Falling in love with Calgary a little bit more
Post Date: Tuesday, July 19, 2011
|Adding a bit of purple to a Glenbow Museum |
street art project
This has certainly been some week. It started with some out-of-town visitors, a very nice newlywed couple from Britain, and moved smoothly into Stampede craziness. While this is far from my first rodeo, it is in fact my first rodeo as your mayor (or, as one wag put it, "Cowboy-in-Chief") and it's been great to once again experience Calgary at its best.
(As for my favourite Stampede experiences, representing Calgarians to Their Royal Highnesses was a great honour, as was riding a horse in the parade. Even better were the Duke--and especially the Duchess--saying I looked good on my horse. However, the less said about the Doughnut Burger Incident, the better.)
But in the midst of the smiles and good times, there are some deeper lessons we can take from how we present our city to ourselves and to visitors this week.
A walk down Stephen Avenue on a sunny afternoon shows people enjoying their city--out in public, on patios, sitting on benches, listening to music. It is, in fact, the very picture of urban vibrancy. Of course, it's made all the better this week by the organizations, businesses, and thousands of volunteers helping us to enjoy the Calgary Stampede. How could anyone visiting this city not fall in love with it just a little bit? Or, in the case of we long-term Calgarians, fall in love a little bit more?
But let's break this down. What makes this scene work? We can't control the weather (City Council keeps turning down my proposal for a giant WeatherDome (tm)), but we can help influence some of the other factors.
First, the streets are safe, thanks to visible police patrols and a "broken windows" philosophy from government, the Calgary Downtown Association, and individual business owners and citizens who keep the place tidy, and clean up litter and unwanted graffiti.
There is far less visible homelessness than there once was, in part due to great strides made in the Ten-Year Plan to End Homelessness.
The public spaces are attractive. There are great flowers in the warmer months, and really terrific lighting in the winter. There is plenty of comfortable seating.
Music is everywhere from formal stages to a multitude of buskers. A program to reduce regulations and make it much easier for buskers to play and earn a living has meant a great increase in their numbers (and their talent!).
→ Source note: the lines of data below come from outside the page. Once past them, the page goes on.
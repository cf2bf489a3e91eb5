//! Geofence endpoint handlers.

use axum::extract::State;
use axum::Json;
use serde::Serialize;

use crate::app::AppState;
use crate::error::ApiError;

/// Response for a cache reload.
#[derive(Debug, Serialize)]
#[serde(rename_all = "camelCase")]
pub struct ReloadResponse {
    pub reloaded: usize,
}

/// Rebuild the spatial cache after geofence CRUD changes.
///
/// POST /api/geofences/reload
pub async fn reload(State(state): State<AppState>) -> Result<Json<ReloadResponse>, ApiError> {
    let reloaded = state.geofence_sync.reload().await?;
    Ok(Json(ReloadResponse { reloaded }))
}
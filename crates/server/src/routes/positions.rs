//! Position endpoint handlers.

use axum::extract::{Query, State};
use axum::Json;
use chrono::{DateTime, Duration, Utc};
use serde::Deserialize;

use crate::app::AppState;
use crate::error::ApiError;
use domain::models::Position;

/// Latest stored position per device.
///
/// GET /api/positions/latest
pub async fn latest(State(state): State<AppState>) -> Result<Json<Vec<Position>>, ApiError> {
    let mut positions = state.positions.latest_per_device().await?;
    positions.truncate(state.config.limits.position_batch_size);
    Ok(Json(positions))
}

/// Query parameters for position history.
#[derive(Debug, Deserialize)]
#[serde(rename_all = "camelCase")]
pub struct HistoryQuery {
    pub device_id: i64,
    pub from: Option<DateTime<Utc>>,
    pub to: Option<DateTime<Utc>>,
}

/// Position history for one device, ascending by server time.
///
/// GET /api/positions/history?deviceId=..&from=..&to=..
pub async fn history(
    State(state): State<AppState>,
    Query(query): Query<HistoryQuery>,
) -> Result<Json<Vec<Position>>, ApiError> {
    let to = query.to.unwrap_or_else(Utc::now);
    let from = query.from.unwrap_or(to - Duration::hours(24));
    if from > to {
        return Err(ApiError::Validation("from must precede to".to_string()));
    }
    let mut positions = state.positions.history(query.device_id, from, to).await?;
    positions.truncate(state.config.limits.position_batch_size);
    Ok(Json(positions))
}
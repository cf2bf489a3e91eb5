//! Database connection pool management.

use sqlx::postgres::PgPoolOptions;
use sqlx::PgPool;
use std::time::Duration;

/// Database configuration.
#[derive(Debug, Clone)]
pub struct DatabaseConfig {
    pub url: String,
    pub max_connections: u32,
    pub min_connections: u32,
    pub connect_timeout_secs: u64,
    pub idle_timeout_secs: u64,
    /// Per-statement deadline applied by repositories.
    pub statement_timeout_secs: u64,
}

/// Creates a PostgreSQL connection pool with the given configuration.
pub async fn create_pool(config: &DatabaseConfig) -> Result<PgPool, sqlx::Error> {
    PgPoolOptions::new()
        .max_connections(config.max_connections)
        .min_connections(config.min_connections)
        .acquire_timeout(Duration::from_secs(config.connect_timeout_secs))
        .idle_timeout(Duration::from_secs(config.idle_timeout_secs))
        .connect(&config.url)
        .await
}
And then there are the patios themselves. There are 180 licensed patios in the Centre City, ranging from WEST's patio (600 person capacity, 15,000 sq ft) to a few chairs outside of a coffee shop. We've actively encouraged the creation of patios and continue to remove red tape to help businesses succeed and grow.
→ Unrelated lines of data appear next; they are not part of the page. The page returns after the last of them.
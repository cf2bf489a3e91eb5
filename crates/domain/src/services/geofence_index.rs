//! In-memory geofence spatial index.
//!
//! Every position lookup runs against an immutable snapshot; reloads build a
//! fresh snapshot and swap it in atomically so in-flight readers always see
//! a complete index.

use geo::{Closest, ClosestPoint, Intersects, LineString, Point, Polygon};
use std::collections::HashSet;
use std::sync::{Arc, RwLock};
use tracing::{debug, warn};

use crate::models::{Geofence, GeofenceGeometry};
use shared::geodesy::{haversine_distance, BoundingBox};

/// A geofence prepared for containment checks.
struct IndexedGeofence {
    id: i64,
    bbox: BoundingBox,
    shape: PreparedShape,
    speed_limit: Option<f64>,
}

enum PreparedShape {
    Polygon(Polygon<f64>),
    Circle { lat: f64, lon: f64, radius_m: f64 },
    Corridor { line: LineString<f64>, buffer_m: f64 },
}

/// Immutable snapshot of all active geofences.
///
/// Candidate filtering is a linear scan over precomputed bounding boxes;
/// exact predicates run only on candidates that pass the box test.
#[derive(Default)]
pub struct GeofenceIndex {
    entries: Vec<IndexedGeofence>,
}

impl GeofenceIndex {
    /// Builds the index from non-disabled geofences. Geometries that fail to
    /// parse are skipped with a warning rather than poisoning the snapshot.
    pub fn build(geofences: &[Geofence]) -> Self {
        let mut entries = Vec::with_capacity(geofences.len());
        for geofence in geofences.iter().filter(|g| !g.disabled) {
            let geometry = match geofence.parse_geometry() {
                Ok(g) => g,
                Err(e) => {
                    warn!(geofence_id = geofence.id, error = %e, "Skipping geofence with bad geometry");
                    continue;
                }
            };
            if let Some(entry) = Self::prepare(geofence, geometry) {
                entries.push(entry);
            }
        }
        debug!(count = entries.len(), "Geofence index built");
        GeofenceIndex { entries }
    }

    fn prepare(geofence: &Geofence, geometry: GeofenceGeometry) -> Option<IndexedGeofence> {
        let (bbox, shape) = match geometry {
            GeofenceGeometry::Polygon { ring } => {
                let bbox = BoundingBox::from_points(ring.iter().copied())?;
                let exterior: LineString<f64> =
                    ring.iter().map(|&(lat, lon)| (lon, lat)).collect();
                (bbox, PreparedShape::Polygon(Polygon::new(exterior, vec![])))
            }
            GeofenceGeometry::Circle { lat, lon, radius_m } => {
                let bbox = BoundingBox::from_points([(lat, lon)])?.expanded_by(radius_m);
                (bbox, PreparedShape::Circle { lat, lon, radius_m })
            }
            GeofenceGeometry::Corridor { path, buffer_m } => {
                let bbox = BoundingBox::from_points(path.iter().copied())?.expanded_by(buffer_m);
                let line: LineString<f64> = path.iter().map(|&(lat, lon)| (lon, lat)).collect();
                (bbox, PreparedShape::Corridor { line, buffer_m })
            }
        };
        Some(IndexedGeofence {
            id: geofence.id,
            bbox,
            shape,
            speed_limit: geofence.speed_limit(),
        })
    }

    /// All geofence ids whose containment predicate holds for the point.
    pub fn point_in(&self, lat: f64, lon: f64) -> HashSet<i64> {
        self.entries
            .iter()
            .filter(|entry| entry.bbox.contains(lat, lon))
            .filter(|entry| Self::contains(&entry.shape, lat, lon))
            .map(|entry| entry.id)
            .collect()
    }

    /// Speed limit of the first geofence containing the point that carries
    /// one, preferring the explicitly requested geofence when given.
    pub fn speed_limit_at(&self, lat: f64, lon: f64, preferred: Option<i64>) -> Option<f64> {
        if let Some(id) = preferred {
            if let Some(entry) = self.entries.iter().find(|e| e.id == id) {
                if entry.bbox.contains(lat, lon) && Self::contains(&entry.shape, lat, lon) {
                    if let Some(limit) = entry.speed_limit {
                        return Some(limit);
                    }
                }
            }
        }
        self.entries
            .iter()
            .filter(|e| e.speed_limit.is_some())
            .filter(|e| e.bbox.contains(lat, lon))
            .find(|e| Self::contains(&e.shape, lat, lon))
            .and_then(|e| e.speed_limit)
    }

    pub fn len(&self) -> usize {
        self.entries.len()
    }

    pub fn is_empty(&self) -> bool {
        self.entries.is_empty()
    }

    fn contains(shape: &PreparedShape, lat: f64, lon: f64) -> bool {
        let point = Point::new(lon, lat);
        match shape {
            // Intersects reports boundary points as contained.
            PreparedShape::Polygon(polygon) => polygon.intersects(&point),
            PreparedShape::Circle {
                lat: clat,
                lon: clon,
                radius_m,
            } => haversine_distance(lat, lon, *clat, *clon) <= *radius_m,
            PreparedShape::Corridor { line, buffer_m } => {
                let nearest = match line.closest_point(&point) {
                    Closest::Intersection(_) => return true,
                    Closest::SinglePoint(p) => p,
                    Closest::Indeterminate => return false,
                };
                haversine_distance(lat, lon, nearest.y(), nearest.x()) <= *buffer_m
            }
        }
    }
}

/// Shared handle over the current snapshot.
///
/// `reload` swaps the snapshot pointer; `snapshot` hands out a cheap clone
/// of the current Arc for lock-free reads during a lookup burst.
#[derive(Clone, Default)]
pub struct GeofenceCache {
    current: Arc<RwLock<Arc<GeofenceIndex>>>,
}

impl GeofenceCache {
    pub fn new() -> Self {
        Self::default()
    }

    /// Replaces the snapshot with one built from `geofences`.
    pub fn reload(&self, geofences: &[Geofence]) {
        let index = Arc::new(GeofenceIndex::build(geofences));
        let mut guard = self
            .current
            .write()
            .unwrap_or_else(|poisoned| poisoned.into_inner());
        *guard = index;
    }

    /// The current snapshot; holds no lock beyond the pointer clone.
    pub fn snapshot(&self) -> Arc<GeofenceIndex> {
        self.current
            .read()
            .unwrap_or_else(|poisoned| poisoned.into_inner())
            .clone()
    }

    pub fn point_in(&self, lat: f64, lon: f64) -> HashSet<i64> {
        self.snapshot().point_in(lat, lon)
    }
}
What's interesting about this is that it's really driven by private business, acting individually and collectively through their Business Revitalization Zone. But that government, acting for the citizens of Calgary, also has a role to play. We need to set expectations, create the infrastructure for business to succeed, and then get out of the way.
This really matters. Calgary is competing on a global stage now, and we need to ensure that the best people around the world want to move here, invest here, start businesses here, and raise families here.
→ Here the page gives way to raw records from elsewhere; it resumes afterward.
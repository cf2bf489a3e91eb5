//! Prometheus metrics middleware.
//!
//! Provides HTTP request/response metrics collection and export.

use axum::{
    body::Body,
    extract::MatchedPath,
    http::{Method, Request},
    middleware::Next,
    response::{IntoResponse, Response},
};
use metrics::{counter, histogram};
use std::sync::OnceLock;
use std::time::Instant;

static PROMETHEUS_HANDLE: OnceLock<metrics_exporter_prometheus::PrometheusHandle> = OnceLock::new();

/// Middleware to record HTTP request metrics.
///
/// Records `http_requests_total` (method, path, status) and
/// `http_request_duration_seconds` (method, path).
pub async fn metrics_middleware(req: Request<Body>, next: Next) -> Response {
    let start = Instant::now();
    let method = req.method().clone();
    let path = req
        .extensions()
        .get::<MatchedPath>()
        .map(|p| p.as_str().to_string())
        .unwrap_or_else(|| req.uri().path().to_string());

    let response = next.run(req).await;

    let duration = start.elapsed().as_secs_f64();
    let status = response.status().as_u16().to_string();
    let method_str = method_to_str(&method);

    counter!(
        "http_requests_total",
        "method" => method_str.to_string(),
        "path" => path.clone(),
        "status" => status
    )
    .increment(1);

    histogram!(
        "http_request_duration_seconds",
        "method" => method_str.to_string(),
        "path" => path
    )
    .record(duration);

    response
}

/// Convert HTTP method to string for metric labels.
fn method_to_str(method: &Method) -> &'static str {
    match *method {
        Method::GET => "GET",
        Method::POST => "POST",
        Method::PUT => "PUT",
        Method::DELETE => "DELETE",
        Method::PATCH => "PATCH",
        Method::HEAD => "HEAD",
        Method::OPTIONS => "OPTIONS",
        _ => "OTHER",
    }
}

/// Serves the Prometheus exposition endpoint.
pub async fn metrics_handler() -> impl IntoResponse {
    if let Some(handle) = PROMETHEUS_HANDLE.get() {
        let output = handle.render();
        (
            axum::http::StatusCode::OK,
            [(axum::http::header::CONTENT_TYPE, "text/plain; version=0.0.4")],
            output,
        )
    } else {
        (
            axum::http::StatusCode::INTERNAL_SERVER_ERROR,
            [(axum::http::header::CONTENT_TYPE, "text/plain")],
            "Metrics not initialized".to_string(),
        )
    }
}

/// Initialize the Prometheus metrics recorder.
///
/// Must be called once during application startup before any metrics are
/// recorded.
pub fn init_metrics() {
    use metrics_exporter_prometheus::PrometheusBuilder;

    let handle = PrometheusBuilder::new()
        .set_buckets(&[0.001, 0.005, 0.01, 0.05, 0.1, 0.2, 0.5, 1.0, 2.0, 5.0])
        .expect("Failed to set histogram buckets")
        .install_recorder()
        .expect("Failed to install Prometheus recorder");

    if PROMETHEUS_HANDLE.set(handle).is_err() {
        panic!("Prometheus handle already initialized");
    }
}

#[cfg(test)]
mod tests {
    use super::*;

    #[test]
    fn test_method_to_str() {
        assert_eq!(method_to_str(&Method::GET), "GET");
        assert_eq!(method_to_str(&Method::POST), "POST");
        assert_eq!(method_to_str(&Method::TRACE), "OTHER");
    }
}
Certainly, we have to be efficient. We have to get snow off the roads, and pick up the garbage, and supply clean water, and have police and fire and 911 looking after us, and we have to do it all at a fair price in taxes and fees.
But these are just tickets to the game. We also have to have a winning team on the field, and this means having an attractive city where people want to live. That means building on what really works and having even greater urban vibrancy.
I've got some visitors from out of town this weekend. They've never been to Calgary before. I'm taking them out to a patio for dinner, showing them the Stampede, sending them to do a long run on the East Calgary Greenway, and taking a raft trip down the river.
Want to bet they won't want to leave?